WORK INSTRUCTION: Each entry needs to be duplicated exactly.

Collected data:
>>>>

//! Diagnostic HTTP loop, bound at `primary + 10000`.
//!
//! # Endpoints
//! - `GET /health`: liveness
//! - `GET /status`: service name, identity, ports, version
//! - `GET /debug/vars`: introspection of the host or the service bundle
//! - `GET /metrics`: Prometheus scrape

use std::net::{IpAddr, SocketAddr};
use std::sync::Arc;

use axum::{extract::State, routing::get, Json, Router};
use metrics_exporter_prometheus::PrometheusHandle;
use serde::Serialize;

use crate::bootstrap::ServiceBundle;
use crate::host::RoleHost;
use crate::lifecycle::Shutdown;
use crate::net::{self, ListenerError, PortAssignment};
use crate::observability::prometheus_handle;
use crate::service::DiagnosticScope;

/// What `/debug/vars` introspects.
#[derive(Clone)]
pub enum DiagnosticTarget {
    Host(Arc<dyn RoleHost>),
    Service(Arc<ServiceBundle>),
}

impl DiagnosticTarget {
    pub fn for_scope(
        scope: DiagnosticScope,
        host: &Arc<dyn RoleHost>,
        bundle: &Arc<ServiceBundle>,
    ) -> Self {
        match scope {
            DiagnosticScope::Host => DiagnosticTarget::Host(host.clone()),
            DiagnosticScope::Service => DiagnosticTarget::Service(bundle.clone()),
        }
    }

    pub fn report(&self) -> serde_json::Value {
        match self {
            DiagnosticTarget::Host(host) => host.report(),
            DiagnosticTarget::Service(bundle) => bundle.report(),
        }
    }
}

#[derive(Clone)]
struct DiagnosticState {
    bundle: Arc<ServiceBundle>,
    target: DiagnosticTarget,
    prometheus: PrometheusHandle,
}

#[derive(Serialize)]
pub struct NodeStatus {
    pub version: &'static str,
    pub status: &'static str,
    pub service: &'static str,
    pub uuid: String,
    pub ports: PortAssignment,
}

pub fn router(bundle: Arc<ServiceBundle>, target: DiagnosticTarget) -> Router {
    Router::new()
        .route("/health", get(|| async { "ok" }))
        .route("/status", get(get_status))
        .route("/debug/vars", get(get_vars))
        .route("/metrics", get(get_metrics))
        .with_state(DiagnosticState {
            bundle,
            target,
            prometheus: prometheus_handle(),
        })
}

pub async fn start_diagnostic_server(
    address: IpAddr,
    port: u16,
    bundle: Arc<ServiceBundle>,
    target: DiagnosticTarget,
    shutdown: &Shutdown,
) -> Result<SocketAddr, ListenerError> {
    let (listener, addr) = net::bind("diagnostic", address, port).await?;
    super::serve("diagnostic", listener, router(bundle, target), shutdown);
    Ok(addr)
}

async fn get_status(State(state): State<DiagnosticState>) -> Json<NodeStatus> {
    let identity = state.bundle.identity();
    Json(NodeStatus {
        version: env!("CARGO_PKG_VERSION"),
        status: "operational",
        service: identity.service_name(),
        uuid: identity.uuid().to_string(),
        ports: state.bundle.ports(),
    })
}

async fn get_vars(State(state): State<DiagnosticState>) -> Json<serde_json::Value> {
    Json(state.target.report())
}

async fn get_metrics(State(state): State<DiagnosticState>) -> String {
    state.prometheus.render()
}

<<<<

TASK ANSWER:
//! Diagnostic HTTP loop, bound at `primary + 10000`.
//!
//! # Endpoints
//! - `GET /health`: liveness
//! - `GET /status`: service name, identity, ports, version
//! - `GET /debug/vars`: introspection of the host or the service bundle
//! - `GET /metrics`: Prometheus scrape

use std::net::{IpAddr, SocketAddr};
use std::sync::Arc;

use axum::{extract::State, routing::get, Json, Router};
use metrics_exporter_prometheus::PrometheusHandle;
use serde::Serialize;

use crate::bootstrap::ServiceBundle;
use crate::host::RoleHost;
use crate::lifecycle::Shutdown;
use crate::net::{self, ListenerError, PortAssignment};
use crate::observability::prometheus_handle;
use crate::service::DiagnosticScope;

/// What `/debug/vars` introspects.
#[derive(Clone)]
pub enum DiagnosticTarget {
    Host(Arc<dyn RoleHost>),
    Service(Arc<ServiceBundle>),
}

impl DiagnosticTarget {
    pub fn for_scope(
        scope: DiagnosticScope,
        host: &Arc<dyn RoleHost>,
        bundle: &Arc<ServiceBundle>,
    ) -> Self {
        match scope {
            DiagnosticScope::Host => DiagnosticTarget::Host(host.clone()),
            DiagnosticScope::Service => DiagnosticTarget::Service(bundle.clone()),
        }
    }

    pub fn report(&self) -> serde_json::Value {
        match self {
            DiagnosticTarget::Host(host) => host.report(),
            DiagnosticTarget::Service(bundle) => bundle.report(),
        }
    }
}

#[derive(Clone)]
struct DiagnosticState {
    bundle: Arc<ServiceBundle>,
    target: DiagnosticTarget,
    prometheus: PrometheusHandle,
}

#[derive(Serialize)]
pub struct NodeStatus {
    pub version: &'static str,
    pub status: &'static str,
    pub service: &'static str,
    pub uuid: String,
    pub ports: PortAssignment,
}

pub fn router(bundle: Arc<ServiceBundle>, target: DiagnosticTarget) -> Router {
    Router::new()
        .route("/health", get(|| async { "ok" }))
        .route("/status", get(get_status))
        .route("/debug/vars", get(get_vars))
        .route("/metrics", get(get_metrics))
        .with_state(DiagnosticState {
            bundle,
            target,
            prometheus: prometheus_handle(),
        })
}

pub async fn start_diagnostic_server(
    address: IpAddr,
    port: u16,
    bundle: Arc<ServiceBundle>,
    target: DiagnosticTarget,
    shutdown: &Shutdown,
) -> Result<SocketAddr, ListenerError> {
    let (listener, addr) = net::bind("diagnostic", address, port).await?;
    super::serve("diagnostic", listener, router(bundle, target), shutdown);
    Ok(addr)
}

async fn get_status(State(state): State<DiagnosticState>) -> Json<NodeStatus> {
    let identity = state.bundle.identity();
    Json(NodeStatus {
        version: env!("CARGO_PKG_VERSION"),
        status: "operational",
        service: identity.service_name(),
        uuid: identity.uuid().to_string(),
        ports: state.bundle.ports(),
    })
}

async fn get_vars(State(state): State<DiagnosticState>) -> Json<serde_json::Value> {
    Json(state.target.report())
}

async fn get_metrics(State(state): State<DiagnosticState>) -> String {
    state.prometheus.render()
}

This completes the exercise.